▶ _WHAT IS EXPECTED_:
Which lines of the entries contain the word "allow"? Please list them.

(Stored data entries)
((
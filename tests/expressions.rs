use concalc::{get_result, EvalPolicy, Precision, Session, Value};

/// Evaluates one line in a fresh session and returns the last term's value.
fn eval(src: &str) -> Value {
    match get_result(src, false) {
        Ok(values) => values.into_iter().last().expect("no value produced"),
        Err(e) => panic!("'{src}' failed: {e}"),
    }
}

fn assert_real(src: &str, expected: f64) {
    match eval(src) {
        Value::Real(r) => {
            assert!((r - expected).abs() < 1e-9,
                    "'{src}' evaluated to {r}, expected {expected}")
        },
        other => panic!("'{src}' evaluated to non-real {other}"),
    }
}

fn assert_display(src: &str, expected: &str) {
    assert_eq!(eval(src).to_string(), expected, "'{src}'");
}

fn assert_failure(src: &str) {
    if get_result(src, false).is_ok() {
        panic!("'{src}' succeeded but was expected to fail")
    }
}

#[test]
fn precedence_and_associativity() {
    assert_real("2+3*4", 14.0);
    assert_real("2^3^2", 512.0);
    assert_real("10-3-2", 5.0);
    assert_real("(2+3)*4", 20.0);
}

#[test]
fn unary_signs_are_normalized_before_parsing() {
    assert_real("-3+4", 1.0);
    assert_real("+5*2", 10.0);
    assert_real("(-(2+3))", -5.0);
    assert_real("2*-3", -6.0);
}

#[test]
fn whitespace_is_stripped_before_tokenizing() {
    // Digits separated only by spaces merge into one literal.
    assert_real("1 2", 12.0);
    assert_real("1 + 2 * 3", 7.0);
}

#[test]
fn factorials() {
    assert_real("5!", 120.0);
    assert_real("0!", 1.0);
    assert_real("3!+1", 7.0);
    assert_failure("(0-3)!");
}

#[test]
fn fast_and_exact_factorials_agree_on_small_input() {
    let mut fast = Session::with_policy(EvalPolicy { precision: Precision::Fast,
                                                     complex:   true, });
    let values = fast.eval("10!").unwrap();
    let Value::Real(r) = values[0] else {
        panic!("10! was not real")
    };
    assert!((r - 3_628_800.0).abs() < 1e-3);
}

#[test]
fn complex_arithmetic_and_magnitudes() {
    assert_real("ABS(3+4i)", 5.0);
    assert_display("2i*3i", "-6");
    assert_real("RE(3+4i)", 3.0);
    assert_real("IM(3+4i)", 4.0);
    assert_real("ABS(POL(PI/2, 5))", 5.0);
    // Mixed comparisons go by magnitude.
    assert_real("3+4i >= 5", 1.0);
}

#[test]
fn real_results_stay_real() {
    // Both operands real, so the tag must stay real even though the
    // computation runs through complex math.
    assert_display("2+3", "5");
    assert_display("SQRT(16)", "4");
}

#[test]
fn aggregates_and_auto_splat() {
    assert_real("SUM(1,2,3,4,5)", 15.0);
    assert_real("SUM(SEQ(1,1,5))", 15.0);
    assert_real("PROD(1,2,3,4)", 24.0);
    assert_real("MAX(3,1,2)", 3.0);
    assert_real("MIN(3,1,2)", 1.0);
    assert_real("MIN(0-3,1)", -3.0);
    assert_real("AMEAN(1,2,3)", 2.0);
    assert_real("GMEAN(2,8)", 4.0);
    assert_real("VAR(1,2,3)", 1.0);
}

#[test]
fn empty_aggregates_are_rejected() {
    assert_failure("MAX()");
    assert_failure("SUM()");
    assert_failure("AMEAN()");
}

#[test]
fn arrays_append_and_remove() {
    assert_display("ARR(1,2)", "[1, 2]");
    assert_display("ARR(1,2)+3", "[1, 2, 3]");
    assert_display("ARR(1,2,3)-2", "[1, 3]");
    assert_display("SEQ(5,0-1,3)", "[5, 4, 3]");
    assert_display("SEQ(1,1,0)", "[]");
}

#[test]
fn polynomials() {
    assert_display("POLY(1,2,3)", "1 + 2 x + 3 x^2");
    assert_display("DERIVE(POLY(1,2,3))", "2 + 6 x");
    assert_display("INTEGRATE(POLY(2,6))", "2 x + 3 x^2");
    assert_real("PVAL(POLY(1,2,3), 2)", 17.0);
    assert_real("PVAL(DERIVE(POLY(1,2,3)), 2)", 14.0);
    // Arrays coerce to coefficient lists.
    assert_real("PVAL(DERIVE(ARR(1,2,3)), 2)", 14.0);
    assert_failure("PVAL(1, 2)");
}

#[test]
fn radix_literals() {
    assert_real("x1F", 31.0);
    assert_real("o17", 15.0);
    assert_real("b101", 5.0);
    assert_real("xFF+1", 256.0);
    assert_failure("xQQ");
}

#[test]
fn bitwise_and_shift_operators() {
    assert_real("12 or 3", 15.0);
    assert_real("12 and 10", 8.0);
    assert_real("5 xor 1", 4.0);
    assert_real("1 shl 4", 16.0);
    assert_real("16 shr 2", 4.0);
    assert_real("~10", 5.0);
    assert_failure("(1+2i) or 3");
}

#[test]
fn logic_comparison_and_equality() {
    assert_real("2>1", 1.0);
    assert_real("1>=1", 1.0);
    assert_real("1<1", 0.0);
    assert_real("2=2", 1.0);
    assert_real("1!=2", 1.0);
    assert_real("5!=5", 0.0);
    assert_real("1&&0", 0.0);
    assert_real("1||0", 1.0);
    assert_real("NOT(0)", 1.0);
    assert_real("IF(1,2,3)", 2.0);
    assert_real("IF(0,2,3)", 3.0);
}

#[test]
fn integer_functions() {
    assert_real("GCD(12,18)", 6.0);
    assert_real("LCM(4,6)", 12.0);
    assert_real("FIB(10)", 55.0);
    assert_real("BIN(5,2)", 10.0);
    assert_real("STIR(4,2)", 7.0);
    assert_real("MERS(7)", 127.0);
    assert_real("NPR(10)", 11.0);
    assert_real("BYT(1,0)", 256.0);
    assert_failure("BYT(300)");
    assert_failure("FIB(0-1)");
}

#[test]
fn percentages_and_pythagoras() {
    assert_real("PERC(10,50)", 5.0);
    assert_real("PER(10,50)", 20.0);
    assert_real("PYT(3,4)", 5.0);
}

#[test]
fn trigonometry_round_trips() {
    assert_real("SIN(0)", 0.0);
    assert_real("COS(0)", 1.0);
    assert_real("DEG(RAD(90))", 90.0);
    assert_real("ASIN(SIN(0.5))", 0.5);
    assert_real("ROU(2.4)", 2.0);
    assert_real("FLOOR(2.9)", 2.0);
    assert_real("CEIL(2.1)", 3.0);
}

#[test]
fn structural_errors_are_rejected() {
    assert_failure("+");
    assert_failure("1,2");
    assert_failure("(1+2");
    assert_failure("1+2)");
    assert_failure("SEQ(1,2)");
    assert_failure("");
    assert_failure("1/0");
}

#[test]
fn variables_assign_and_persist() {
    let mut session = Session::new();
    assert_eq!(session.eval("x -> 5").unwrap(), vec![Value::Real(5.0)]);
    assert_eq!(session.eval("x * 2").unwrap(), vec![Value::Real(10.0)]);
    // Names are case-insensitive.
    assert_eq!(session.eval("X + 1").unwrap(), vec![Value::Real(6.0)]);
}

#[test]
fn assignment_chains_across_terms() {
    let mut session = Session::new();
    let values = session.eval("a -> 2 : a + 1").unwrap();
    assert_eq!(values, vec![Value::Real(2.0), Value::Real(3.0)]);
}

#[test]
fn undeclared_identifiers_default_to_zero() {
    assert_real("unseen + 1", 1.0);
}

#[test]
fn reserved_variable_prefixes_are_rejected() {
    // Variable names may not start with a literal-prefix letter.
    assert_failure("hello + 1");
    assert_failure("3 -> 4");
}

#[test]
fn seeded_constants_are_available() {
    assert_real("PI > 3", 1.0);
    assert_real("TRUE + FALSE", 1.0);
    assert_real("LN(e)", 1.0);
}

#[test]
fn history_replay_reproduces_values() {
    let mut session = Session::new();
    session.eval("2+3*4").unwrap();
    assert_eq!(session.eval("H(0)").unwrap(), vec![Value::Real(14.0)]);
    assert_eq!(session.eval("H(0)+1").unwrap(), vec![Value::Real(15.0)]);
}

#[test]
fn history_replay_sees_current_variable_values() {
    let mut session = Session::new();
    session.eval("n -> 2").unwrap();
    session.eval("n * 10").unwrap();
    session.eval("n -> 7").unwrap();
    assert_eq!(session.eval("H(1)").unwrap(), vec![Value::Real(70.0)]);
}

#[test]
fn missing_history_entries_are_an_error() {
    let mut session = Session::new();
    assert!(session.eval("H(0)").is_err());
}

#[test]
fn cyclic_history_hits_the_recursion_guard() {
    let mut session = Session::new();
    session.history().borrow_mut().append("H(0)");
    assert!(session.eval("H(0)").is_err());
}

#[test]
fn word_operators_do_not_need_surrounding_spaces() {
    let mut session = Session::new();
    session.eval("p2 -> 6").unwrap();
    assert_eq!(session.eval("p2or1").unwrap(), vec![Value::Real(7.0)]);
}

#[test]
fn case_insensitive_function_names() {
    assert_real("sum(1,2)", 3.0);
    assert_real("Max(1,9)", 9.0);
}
))
((
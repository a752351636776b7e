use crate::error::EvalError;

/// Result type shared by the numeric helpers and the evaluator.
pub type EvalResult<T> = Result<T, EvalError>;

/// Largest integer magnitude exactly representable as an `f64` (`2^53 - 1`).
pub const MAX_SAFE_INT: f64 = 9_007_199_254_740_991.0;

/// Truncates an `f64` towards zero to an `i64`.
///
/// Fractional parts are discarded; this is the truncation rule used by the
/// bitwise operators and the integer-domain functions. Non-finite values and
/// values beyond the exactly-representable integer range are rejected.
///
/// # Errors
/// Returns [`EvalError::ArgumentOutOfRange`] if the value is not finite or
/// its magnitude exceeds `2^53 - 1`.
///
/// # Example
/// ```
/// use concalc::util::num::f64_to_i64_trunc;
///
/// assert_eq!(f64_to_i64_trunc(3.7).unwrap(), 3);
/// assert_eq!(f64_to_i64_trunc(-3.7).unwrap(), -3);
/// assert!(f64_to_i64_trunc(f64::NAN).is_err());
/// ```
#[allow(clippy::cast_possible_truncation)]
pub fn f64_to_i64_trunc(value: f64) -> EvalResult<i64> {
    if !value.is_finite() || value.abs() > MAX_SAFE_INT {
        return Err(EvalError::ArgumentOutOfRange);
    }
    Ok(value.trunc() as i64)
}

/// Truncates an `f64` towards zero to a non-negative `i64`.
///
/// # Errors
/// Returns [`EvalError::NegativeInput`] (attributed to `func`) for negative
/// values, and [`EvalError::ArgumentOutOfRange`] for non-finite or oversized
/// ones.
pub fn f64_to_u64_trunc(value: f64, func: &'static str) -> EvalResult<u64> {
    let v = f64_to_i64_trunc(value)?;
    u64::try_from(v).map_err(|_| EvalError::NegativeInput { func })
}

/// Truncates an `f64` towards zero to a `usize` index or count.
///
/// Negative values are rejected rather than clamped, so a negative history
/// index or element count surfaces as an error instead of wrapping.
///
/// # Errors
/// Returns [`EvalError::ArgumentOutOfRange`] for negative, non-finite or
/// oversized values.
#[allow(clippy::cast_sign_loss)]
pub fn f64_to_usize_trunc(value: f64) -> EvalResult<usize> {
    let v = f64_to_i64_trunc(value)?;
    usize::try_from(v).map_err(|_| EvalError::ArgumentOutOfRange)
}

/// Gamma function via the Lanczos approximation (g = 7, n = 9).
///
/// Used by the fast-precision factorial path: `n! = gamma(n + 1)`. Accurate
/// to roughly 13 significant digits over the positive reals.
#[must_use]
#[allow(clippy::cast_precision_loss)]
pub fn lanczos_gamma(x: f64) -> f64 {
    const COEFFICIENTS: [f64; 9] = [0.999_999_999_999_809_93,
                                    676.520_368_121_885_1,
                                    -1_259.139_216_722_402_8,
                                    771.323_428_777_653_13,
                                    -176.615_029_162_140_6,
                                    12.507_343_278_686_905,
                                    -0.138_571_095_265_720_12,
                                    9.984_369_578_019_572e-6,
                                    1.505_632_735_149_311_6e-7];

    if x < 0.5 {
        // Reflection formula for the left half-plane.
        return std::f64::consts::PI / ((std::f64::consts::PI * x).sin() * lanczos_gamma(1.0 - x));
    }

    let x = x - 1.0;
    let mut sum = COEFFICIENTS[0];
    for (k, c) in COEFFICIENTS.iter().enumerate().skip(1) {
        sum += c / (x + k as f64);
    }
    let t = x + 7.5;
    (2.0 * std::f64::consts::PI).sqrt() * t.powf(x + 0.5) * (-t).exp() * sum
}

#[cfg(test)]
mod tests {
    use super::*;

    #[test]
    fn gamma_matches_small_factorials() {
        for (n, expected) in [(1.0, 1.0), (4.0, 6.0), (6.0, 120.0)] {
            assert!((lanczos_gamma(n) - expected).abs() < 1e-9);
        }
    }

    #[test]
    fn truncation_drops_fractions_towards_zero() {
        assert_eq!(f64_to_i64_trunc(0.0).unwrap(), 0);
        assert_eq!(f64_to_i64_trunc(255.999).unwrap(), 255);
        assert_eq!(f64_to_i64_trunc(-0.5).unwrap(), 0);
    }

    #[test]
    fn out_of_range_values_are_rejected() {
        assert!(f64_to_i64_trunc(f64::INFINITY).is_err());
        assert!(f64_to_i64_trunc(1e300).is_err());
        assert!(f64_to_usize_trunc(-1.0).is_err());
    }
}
))
▶ _RESPONSE FOR THIS EXERCISE_:
#[allow(clippy::cast_possible_truncation)]
#[allow(clippy::cast_sign_loss)]
#[allow(clippy::cast_precision_loss)]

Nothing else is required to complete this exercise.